Open conrad-heimbold opened this issue 9 years ago • 6 comments

It would be cool if you could use tagsistant also on other devices (e.g. in an android app).

How can I sync a tagsistant database + files on one device with a tagsistant database + files on another device?

I think, this problem can be split into two:

  1. How to deal with the files under ~/.tagsistant/archive or $MOUNTPOINT/archive ?
  2. How to deal with the tags stored inside the database under ~/.tagsistant/tags.sql

Problem 2 shouldn't be too difficult, as SQL is already transactional and stores its history.

Problem 1 however could get more difficult.
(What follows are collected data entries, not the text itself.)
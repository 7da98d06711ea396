//! GOD Pipeline
//!
//! Turns an image list into a record file of fixed-geometry stimuli.
//!
//! # Core Concepts
//!
//! - [`Normalizer`]: square crop, cubic resize to `inner_px`, centre on a
//!   mid-gray `canvas_px` canvas
//! - [`DatasetEncoder`]: sequential fetch, extract, normalize, write; failed
//!   identifiers are skipped and reported, never fatal
//! - [`EncoderConfig`]: TOML configuration with environment credentials
//! - [`load_dataset`]: reads a record file back as centred tensors
//!
//! # Example
//!
//! ```rust,ignore
//! use god_pipeline::{init_tracing, DatasetEncoder, EncoderConfig};
//!
//! let config = EncoderConfig::load(Path::new("encoder.toml"))?;
//! init_tracing(&config.logging);
//! let encoder = DatasetEncoder::from_config(config)?;
//! let report = encoder.encode_list(Path::new("imageURL_test.csv")).await?;
//! println!("{} saved, {} failed", report.records, report.failed);
//! ```

#![warn(unreachable_pub)]
#![allow(missing_docs)]

pub mod config;
pub mod dataset;
pub mod encoder;
pub mod error;
pub mod manifest;
pub mod normalizer;
pub mod report;
pub mod telemetry;

pub use config::{EncoderConfig, ACCESS_KEY_ENV, USERNAME_ENV};
pub use dataset::{load_dataset, DatasetItem, CENTER_OFFSET};
pub use encoder::DatasetEncoder;
pub use error::{ConfigError, EncodeError, ManifestError, NormalizeError};
pub use manifest::{parse_image_list, read_image_list, LIST_COLUMNS};
pub use normalizer::{
    NormalizedTensor, Normalizer, StimulusGeometry, BACKGROUND, CANVAS_PX, INNER_PX, STIMULUS_DEGREES,
};
pub use report::{EncodeReport, EncodeSummary, FailedIdentifier, FailureStage};
pub use telemetry::{init_tracing, LoggingConfig};

/// Version of this crate
pub const VERSION: &str = env!("CARGO_PKG_VERSION");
EDIT: Removed idea for an Android App.

conrad-heimbold avatar Feb 12 '17 15:02 conrad-heimbold

Seems like you're mixing two topics into one issue only.

The proposal of a sync procedure to exchange information between two Tagsistant repositories is an interesting point. I think that a migration tool or procedure would be really useful and I'm open to discuss this topic. Btw, I've even thought about a way to federate repositories, but it's somehow difficult to implement (duplicated inodes, spanning queries on multiple filesystems to be later reduced into a single set), so I would start this development effort only if motivated by users.
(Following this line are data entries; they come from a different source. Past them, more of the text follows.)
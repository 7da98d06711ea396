//! Member lookup inside synset archives

use crate::error::{ArchiveError, ArchiveResult};
use crate::raw_image::RawImage;
use std::fs::File;
use std::io::{BufReader, Read};
use std::path::Path;
use tracing::{debug, info_span, Span};

/// Reads single members out of tar archives
#[derive(Debug, Clone)]
pub struct ArchiveExtractor {
    span: Span,
}

impl Default for ArchiveExtractor {
    fn default() -> Self {
        Self::new()
    }
}

impl ArchiveExtractor {
    /// Create extractor
    #[must_use]
    pub fn new() -> Self {
        Self {
            span: info_span!("extractor"),
        }
    }

    /// Raw bytes of `member`
    ///
    /// Entries are matched on their path with any leading `./` removed.
    ///
    /// # Errors
    /// - [`ArchiveError::Io`] if the archive cannot be opened
    /// - [`ArchiveError::Corrupt`] if the tar stream is malformed
    /// - [`ArchiveError::MemberNotFound`] if no entry has that name
    pub fn read_member(&self, archive: &Path, member: &str) -> ArchiveResult<Vec<u8>> {
        let _guard = self.span.enter();
        let file = File::open(archive).map_err(|e| ArchiveError::io_error(archive, e))?;
        let mut tar = tar::Archive::new(BufReader::new(file));
        let entries = tar.entries().map_err(|e| ArchiveError::corrupt(archive, e))?;

        for entry in entries {
            let mut entry = entry.map_err(|e| ArchiveError::corrupt(archive, e))?;
            let matches = {
                let path = entry.path().map_err(|e| ArchiveError::corrupt(archive, e))?;
                member_matches(&path, member)
            };
            if !matches {
                continue;
            }
            let mut bytes = Vec::with_capacity(usize::try_from(entry.size()).unwrap_or(0));
            entry
                .read_to_end(&mut bytes)
                .map_err(|e| ArchiveError::corrupt(archive, e))?;
            debug!(member, bytes = bytes.len(), "member extracted");
            return Ok(bytes);
        }

        Err(ArchiveError::MemberNotFound {
            archive: archive.to_path_buf(),
            member: member.to_string(),
        })
    }

    /// Decode `member` as a grayscale image
    ///
    /// # Errors
    /// As [`read_member`](Self::read_member), plus [`ArchiveError::Decode`]
    /// if the bytes are not a supported image.
    pub fn extract_image(&self, archive: &Path, member: &str) -> ArchiveResult<RawImage> {
        let bytes = self.read_member(archive, member)?;
        RawImage::decode(&bytes).map_err(|source| ArchiveError::Decode {
            member: member.to_string(),
            source,
        })
    }
}

fn member_matches(path: &Path, member: &str) -> bool {
    path.strip_prefix(".").unwrap_or(path) == Path::new(member)
}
On the other hand, the idea of porting Tagsistant to an Android app sounds like turning an helicopter into a submarine. Tagsistant is a C application based on FUSE, a kernel infrastructure to write filesystem in userspace. Android apps are developed using Java (or another JVM language) and it's my understanding that the OS does not allow a user to mount a virtual filesystem. I don't even understand how you're suggesting to use the /proc filesystem. Moreover, an Android app (I've developed one) would reuse Tagsistant query resolution logic only (and perhaps autotagging and deduplication), but it should be forced to reimplement even that code portion in Java.

So, if you're proposing an Android app to browse (or even update) a Tagsistant compatible repository, I say I would find it useful. But I don't think there is a feasible way to port Tagsistant codebase into an Android app.
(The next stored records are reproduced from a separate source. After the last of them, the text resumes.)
//! Error types for bundler operations

use std::path::PathBuf;

/// Errors raised while driving the bundler
#[derive(Debug, thiserror::Error)]
pub enum Error {
    /// The bundler executable could not be started
    #[error("Failed to start {program}: {source}")]
    Spawn {
        program: PathBuf,
        #[source]
        source: std::io::Error,
    },

    /// The bundler ran and reported failure; its own output explains why
    #[error("esbuild exited with {}", exit_description(.code))]
    BuildFailed { code: Option<i32> },

    #[error("I/O error: {0}")]
    Io(#[from] std::io::Error),
}

fn exit_description(code: &Option<i32>) -> String {
    match code {
        Some(code) => format!("code {code}"),
        None => "a signal".to_string(),
    }
}

/// Result type alias for bundler operations
pub type Result<T> = std::result::Result<T, Error>;
//! Detection of deprecated config locations

use std::fmt;
use std::path::Path;

/// A config location that still works but should be migrated.
#[derive(Debug, Clone, PartialEq, Eq)]
pub enum Deprecation {
    /// Options stored under a property of `package.json`
    PackageJson { module_name: String },
    /// A hidden runcom file in the project root (`.esbuildrc`, `.esbuildrc.json`, ...)
    HiddenFile { name: String, module_name: String },
}

impl Deprecation {
    /// Classify the config file at `path` for a project rooted at `root`.
    /// Returns `None` for locations that are not deprecated.
    ///
    /// Runcom files only count when they sit directly in `root`; a file
    /// passed explicitly from elsewhere is left alone.
    pub fn detect(path: &Path, root: &Path, module_name: &str) -> Option<Self> {
        let name = path.file_name()?.to_str()?;

        if name == "package.json" {
            return Some(Self::PackageJson {
                module_name: module_name.to_string(),
            });
        }

        let runcom = format!(".{module_name}rc");
        let is_runcom = name == runcom
            || name
                .strip_prefix(runcom.as_str())
                .is_some_and(|rest| rest.starts_with('.'));
        let in_root = path.parent().is_some_and(|parent| parent == root);
        (is_runcom && in_root).then(|| Self::HiddenFile {
            name: name.to_string(),
            module_name: module_name.to_string(),
        })
    }
}

impl fmt::Display for Deprecation {
    fn fmt(&self, f: &mut fmt::Formatter<'_>) -> fmt::Result {
        match self {
            Self::PackageJson { module_name } => write!(
                f,
                "Configuration options in package.json are deprecated, use {module_name}.config.* instead"
            ),
            Self::HiddenFile { name, module_name } => write!(
                f,
                "Hidden configuration files like {name} are deprecated, use {module_name}.config.* instead"
            ),
        }
    }
}
//! Detection of external runtimes that some tests depend on.

use std::process::Command;

/// Whether a `node` executable is on `PATH`.
///
/// Tests that evaluate JavaScript config modules return early when this is
/// `false`.
pub fn node_available() -> bool {
    Command::new("node")
        .arg("--version")
        .output()
        .is_ok_and(|output| output.status.success())
}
StrumentiResistenti avatar Feb 12 '17 17:02 StrumentiResistenti

The Android App could just save the "symlinks" to the files, and the tags of the files. The files themselves would just be stored on the sdcard. The app would just offer to browse the files, implementing the store/tags/archive/relations interface. When opening a file from this interface, the selected other app

  • ether gets the direct file URL (file:///sdcard/... ) passed,
  • or the tagsistant app moves the selected file into cache, and allows the other app to open/write the file inside its cache. When finished, the tagsistant app moves the changed file back to /sdcard/... .

EDIT: Removed some wrong stuff

conrad-heimbold avatar Feb 12 '17 18:02 conrad-heimbold

I'm not sure to get your design clearly, but for sure no application is allowed to store anything in the /proc filesystem which is a virtual filesystem exposed by the kernel to get and set its configuration and to publish information about running processes and such. Anyway, I don't plan to develop an Android application, it's outside the scope of Tagsistant, but if you plan to develop it, I would be greatly interested because I own several Android devices.

Going back to the exchange procedure to migrate contents between repositories, I would say that a first check to do is if it's not already possible by mounting two repositories and cross-moving contents. To fully import a repository into another you could just:

  1. scan the tags/ dir using find up to a depth of 3 and mkdir -p every entry in the destination repository
  2. for each tag found in the previous step, copy all its content to the corresponding tag into the destination repository
  3. scan the relations/ dir using find up to a depth of 3 and mkdir -p every entry in the destination repository

Of course point number 2 is highly unoptimized because each file with more than one tag would be copied and later deduplicated n - 1 times. Another approach could be to use the ALL/ dir and the .tags metafile. I don't guarantee this to be a bulletproof procedure, just a stub of what I would do on my own.

StrumentiResistenti avatar Feb 12 '17 18:02 StrumentiResistenti

Try this procedure:

# mount source and destination repositories
tagsistant <src-repo> ~/src
tagsistant <dest-repo> ~/dest

# create a session tag to ease the migration
mkdir ~/dest/tags/merge-201702122134

# copy all the ALL/ tag content into the session tag
cp -vr ~/src/store/ALL/@@/* ~/dest/store/merge-201702122134/@@
[ ... cp progress here ... ]

# use the .tags metafile to move tagging
cd ~/src/store/ALL/@@/
for f in *; do cat $f.tags > ~/dest/store/merge-201702122134/@@/$f.tags; done

# delete the session tag
rmdir ~/dest/tags/merge-201702122134

# now just sync relations and aliases
cd ~/src/relations
find -maxdepth 7 -exec mkdir -p ~/dest/relations/{} \;

cd ~/src/aliases
cp -v * ~/dest/aliases 

StrumentiResistenti avatar Feb 13 '17 10:02 StrumentiResistenti

I would suggest to do (see step 4)

cat $f.tags >> ~/dest/store/merge-${NOW}/@@/$f.tags; done 

instead of

cat $f.tags > ~/dest/store/merge-${NOW}/@@/$f.tags; done

otherwise; you would just overwrite the tags; not sync!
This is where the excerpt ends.